WHAT YOU HAVE TO DO —
Using the listing below, retype exactly the lines starting at the one with "builder = builder.bearer_auth(token);" and ending at the one with "#[derive(Clone, Debug, PartialEq, Eq)]", and include both.

DATA FOR PROCESSING —
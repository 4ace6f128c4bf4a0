use proptest::prelude::*;
use proto_kernel::{Kernel, KernelError};

#[test]
fn scalar_wire_matrix() {
    let mut kernel = Kernel::new();
    kernel.set_int32(1, 150);
    kernel.set_bool(2, true);
    kernel.set_fixed32(3, 1);
    kernel.set_string(4, "hi");
    kernel.set_double(5, 1.5);
    let bytes = kernel.serialize();
    assert_eq!(
        bytes,
        vec![
            0x08, 0x96, 0x01, // field 1 varint 150
            0x10, 0x01, // field 2 varint 1
            0x1d, 0x01, 0x00, 0x00, 0x00, // field 3 fixed32
            0x22, 0x02, b'h', b'i', // field 4 delimited
            0x29, 0x00, 0x00, 0x00, 0x00, 0x00, 0x00, 0xf8, 0x3f, // field 5 fixed64
        ]
    );

    let parsed = Kernel::from_bytes(&bytes).unwrap();
    assert_eq!(parsed.get_int32_with_default(1), Ok(150));
    assert_eq!(parsed.get_bool_with_default(2), Ok(true));
    assert_eq!(parsed.get_fixed32_with_default(3), Ok(1));
    assert_eq!(parsed.get_string_with_default(4), Ok("hi".to_string()));
    assert_eq!(parsed.get_double_with_default(5), Ok(1.5));
    assert_eq!(parsed.serialize(), bytes);
}

#[test]
fn unread_groups_reserialize_verbatim() {
    let bytes = vec![0x0b, 0x10, 0xb9, 0x60, 0x1a, 0x01, 0x00, 0x0c, 0x50, 0x01];
    let kernel = Kernel::from_bytes(&bytes).unwrap();
    assert_eq!(kernel.serialize(), bytes);
}

#[test]
fn nested_payload_errors_surface_on_read() {
    // field 3 holds a delimited payload whose inner tag is truncated
    let kernel = Kernel::from_bytes(&[0x1a, 0x01, 0x80]).unwrap();
    assert!(kernel.has_field_number(3));
    assert!(matches!(
        kernel.get_message(3, |k| k, None),
        Err(KernelError::Buffer(_))
    ));
}

#[test]
fn clear_field_removes_all_occurrences() {
    let mut kernel = Kernel::from_bytes(&[0x08, 0x01, 0x08, 0x02, 0x10, 0x03]).unwrap();
    kernel.clear_field(1);
    assert!(!kernel.has_field_number(1));
    assert_eq!(kernel.serialize(), [0x10, 0x03]);
}

#[test]
fn deep_group_nesting_fails_without_overflow() {
    assert_eq!(
        Kernel::from_bytes(&vec![0x0b; 200_000]).unwrap_err(),
        KernelError::UnterminatedGroup(1)
    );

    // the same nesting, one level down inside a delimited field
    let mut nested = vec![0x0b; 200_000];
    nested.extend(std::iter::repeat(0x0c).take(200_000 - 1));
    let mut outer = Kernel::new();
    outer.set_bytes(2, &nested);
    let parsed = Kernel::from_bytes(&outer.serialize()).unwrap();
    assert_eq!(
        parsed.get_message(2, |k| k, None).unwrap_err(),
        KernelError::UnterminatedGroup(1)
    );
}

proptest! {
    #[test]
    fn pivot_never_changes_serialized_bytes(
        fields in prop::collection::btree_map(1u32..200, any::<i64>(), 0..16),
        pivot in 0usize..64,
    ) {
        let mut dense = Kernel::with_pivot(pivot);
        let mut sparse = Kernel::with_pivot(0);
        for (number, value) in &fields {
            dense.set_int64(*number, *value);
            sparse.set_int64(*number, *value);
        }
        let bytes = dense.serialize();
        prop_assert_eq!(&bytes, &sparse.serialize());

        let parsed = Kernel::from_bytes_with_pivot(&bytes, pivot).unwrap();
        for (number, value) in &fields {
            prop_assert_eq!(parsed.get_int64_with_default(*number), Ok(*value));
        }
    }

    #[test]
    fn int32_round_trips(value in any::<i32>()) {
        let mut kernel = Kernel::new();
        kernel.set_int32(7, value);
        let parsed = Kernel::from_bytes(&kernel.serialize()).unwrap();
        prop_assert_eq!(parsed.get_int32_with_default(7), Ok(value));
    }
}
//! Field storage keyed by field number.
//!
//! Field numbers below the pivot live in a dense slot vector indexed by field
//! number; everything else goes into an ordered map. Both halves iterate in
//! ascending field-number order, and every map key is at least the pivot, so
//! chaining them yields one sorted walk.

use std::collections::BTreeMap;

use crate::field::Field;

/// Default threshold between slot and map storage.
pub const DEFAULT_PIVOT: usize = 24;

#[derive(Debug, Clone)]
pub(crate) struct Storage {
    pivot: usize,
    array: Vec<Option<Field>>,
    map: BTreeMap<u32, Field>,
}

impl Storage {
    pub(crate) fn new(pivot: usize) -> Self {
        Self {
            pivot,
            array: Vec::new(),
            map: BTreeMap::new(),
        }
    }

    pub(crate) fn pivot(&self) -> usize {
        self.pivot
    }

    fn in_array(&self, field_number: u32) -> bool {
        (field_number as usize) < self.pivot
    }

    pub(crate) fn get(&self, field_number: u32) -> Option<&Field> {
        if self.in_array(field_number) {
            self.array.get(field_number as usize)?.as_ref()
        } else {
            self.map.get(&field_number)
        }
    }

    pub(crate) fn get_mut(&mut self, field_number: u32) -> Option<&mut Field> {
        if self.in_array(field_number) {
            self.array.get_mut(field_number as usize)?.as_mut()
        } else {
            self.map.get_mut(&field_number)
        }
    }

    /// Returns the field, inserting an empty one when absent.
    pub(crate) fn entry(&mut self, field_number: u32) -> &mut Field {
        if self.in_array(field_number) {
            let index = field_number as usize;
            if self.array.len() <= index {
                self.array.resize_with(index + 1, || None);
            }
            self.array[index].get_or_insert_with(Field::default)
        } else {
            self.map.entry(field_number).or_default()
        }
    }

    pub(crate) fn set(&mut self, field_number: u32, field: Field) {
        *self.entry(field_number) = field;
    }

    pub(crate) fn delete(&mut self, field_number: u32) {
        if self.in_array(field_number) {
            if let Some(slot) = self.array.get_mut(field_number as usize) {
                *slot = None;
            }
        } else {
            self.map.remove(&field_number);
        }
    }

    pub(crate) fn iter(&self) -> impl Iterator<Item = (u32, &Field)> {
        let slots = self
            .array
            .iter()
            .enumerate()
            .filter_map(|(index, slot)| slot.as_ref().map(|field| (index as u32, field)));
        slots.chain(self.map.iter().map(|(number, field)| (*number, field)))
    }

    pub(crate) fn len(&self) -> usize {
        self.array.iter().filter(|slot| slot.is_some()).count() + self.map.len()
    }
}
use std::time::Duration;

use log::{debug, warn};
use reqwest::Client;
use serde_json::Value;

use crate::config::ApiConfig;
use crate::error::SubmitError;
use crate::form::RegistrationRequest;

/// Backend that accepts beacon registrations.
pub trait RegistrationApi {
    async fn register(&self, request: &RegistrationRequest) -> Result<Value, SubmitError>;
}

#[derive(Clone, Debug)]
pub struct HttpRegistrationClient {
    client: Client,
    base_url: String,
    token: Option<String>,
}

impl HttpRegistrationClient {
    pub fn new(config: &ApiConfig) -> Result<Self, SubmitError> {
        let mut builder = Client::builder();
        if let Some(secs) = config.timeout_seconds {
            builder = builder.timeout(Duration::from_secs(secs));
        }

        Ok(HttpRegistrationClient {
            client: builder.build()?,
            base_url: config.base_url.trim_end_matches('/').to_string(),
            token: config.token.clone(),
        })
    }

    fn endpoint(&self) -> String {
        format!("{}/beacons_devices", self.base_url)
    }
}

impl RegistrationApi for HttpRegistrationClient {
    async fn register(&self, request: &RegistrationRequest) -> Result<Value, SubmitError> {
        debug!("Calling API: {:?}", request);

        let mut builder = self.client.post(self.endpoint()).json(request);
        if let Some(token) = &self.token {
            builder = builder.bearer_auth(token);
        }
        let response = builder.send().await?;

        let status = response.status();
        let body = response.text().await?;
        if !status.is_success() {
            warn!("Registration rejected with {}: {}", status, body);
            return Err(SubmitError::Status {
                status: status.as_u16(),
                body,
            });
        }

        if body.trim().is_empty() {
            return Ok(Value::Null);
        }
        Ok(serde_json::from_str(&body).unwrap_or(Value::String(body)))
    }
}
use log::{debug, info};

use crate::messages::{BeaconIdentity, BeaconReading};

#[derive(Clone, Debug, PartialEq, Eq)]
pub enum Selection {
    /// Nothing in the batch was close enough.
    Pending,
    Accepted(BeaconIdentity),
    /// A beacon was already fixed; the batch was ignored.
    AlreadyAccepted,
}

/// Picks the beacon to register from ranged batches.
///
/// A reading qualifies when its distance is in `(0, threshold]`. When several
/// readings in one batch qualify, the earliest in arrival order wins, not the
/// nearest. Once a beacon is accepted the selection never changes.
#[derive(Debug)]
pub struct BeaconSelector {
    threshold: f64,
    accepted: Option<BeaconIdentity>,
}

impl BeaconSelector {
    pub fn new(threshold: f64) -> Self {
        BeaconSelector {
            threshold,
            accepted: None,
        }
    }

    pub fn accepted(&self) -> Option<&BeaconIdentity> {
        self.accepted.as_ref()
    }

    pub fn evaluate(&mut self, batch: &[BeaconReading]) -> Selection {
        if !batch.is_empty() {
            debug!("Found {} beacons: {:?}", batch.len(), batch);
        }

        if let Some(identity) = &self.accepted {
            debug!("Beacon already found, ignoring batch: {}", identity.uuid);
            return Selection::AlreadyAccepted;
        }

        match batch.iter().find(|r| self.qualifies(r)) {
            Some(reading) => {
                info!(
                    "Beacon to use: {} major={} minor={} distance={:.3}m ({:?}) rssi={} tx_power={} address={}",
                    reading.uuid,
                    reading.major,
                    reading.minor,
                    reading.distance,
                    reading.proximity,
                    reading.rssi,
                    reading.tx_power,
                    reading.address
                );
                let identity = reading.identity();
                self.accepted = Some(identity.clone());
                Selection::Accepted(identity)
            }
            None => Selection::Pending,
        }
    }

    fn qualifies(&self, reading: &BeaconReading) -> bool {
        reading.distance > 0.0 && reading.distance <= self.threshold
    }
}

#[cfg(test)]
mod tests {
    use super::*;
    use crate::config::DEFAULT_ACCEPTANCE_DISTANCE_METERS;
    use crate::messages::reading;

    fn selector() -> BeaconSelector {
        BeaconSelector::new(DEFAULT_ACCEPTANCE_DISTANCE_METERS)
    }

    #[test]
    fn test_no_qualifying_reading_leaves_selection_unset() {
        let mut selector = selector();
        let batches = [
            vec![],
            vec![reading("a", 1, 1, 0.0)],
            vec![reading("b", 1, 1, -1.0), reading("c", 1, 1, 0.5)],
            vec![reading("d", 1, 1, 12.0)],
        ];
        for batch in &batches {
            assert_eq!(selector.evaluate(batch), Selection::Pending);
        }
        assert!(selector.accepted().is_none());
    }

    #[test]
    fn test_inclusive_upper_bound() {
        let mut selector = selector();
        let selection = selector.evaluate(&[reading("X", 7, 8, 0.03)]);
        assert_eq!(
            selection,
            Selection::Accepted(BeaconIdentity {
                uuid: "X".to_string(),
                major: 7,
                minor: 8,
            })
        );
    }

    #[test]
    fn test_just_over_threshold_rejected() {
        let mut selector = selector();
        assert_eq!(selector.evaluate(&[reading("X", 7, 8, 0.031)]), Selection::Pending);
        assert!(selector.accepted().is_none());
    }

    #[test]
    fn test_accepted_identity_not_overwritten() {
        let mut selector = selector();
        selector.evaluate(&[reading("first", 1, 1, 0.01)]);

        let selection = selector.evaluate(&[reading("second", 2, 2, 0.02)]);
        assert_eq!(selection, Selection::AlreadyAccepted);
        assert_eq!(selector.accepted().unwrap().uuid, "first");
    }

    #[test]
    fn test_arrival_order_wins_over_nearest() {
        let mut selector = selector();
        let batch = [
            reading("far", 1, 1, 1.5),
            reading("early", 1, 1, 0.025),
            reading("nearest", 1, 1, 0.005),
        ];
        match selector.evaluate(&batch) {
            Selection::Accepted(identity) => assert_eq!(identity.uuid, "early"),
            other => panic!("unexpected selection: {other:?}"),
        }
    }

    #[test]
    fn test_custom_threshold() {
        let mut selector = BeaconSelector::new(0.5);
        assert!(matches!(
            selector.evaluate(&[reading("a", 1, 1, 0.4)]),
            Selection::Accepted(_)
        ));
    }
}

RESPONSE TO THE TASK —
            builder = builder.bearer_auth(token);
        }
        let response = builder.send().await?;

        let status = response.status();
        let body = response.text().await?;
        if !status.is_success() {
            warn!("Registration rejected with {}: {}", status, body);
            return Err(SubmitError::Status {
                status: status.as_u16(),
                body,
            });
        }

        if body.trim().is_empty() {
            return Ok(Value::Null);
        }
        Ok(serde_json::from_str(&body).unwrap_or(Value::String(body)))
    }
}
use log::{debug, info};

use crate::messages::{BeaconIdentity, BeaconReading};

#[derive(Clone, Debug, PartialEq, Eq)]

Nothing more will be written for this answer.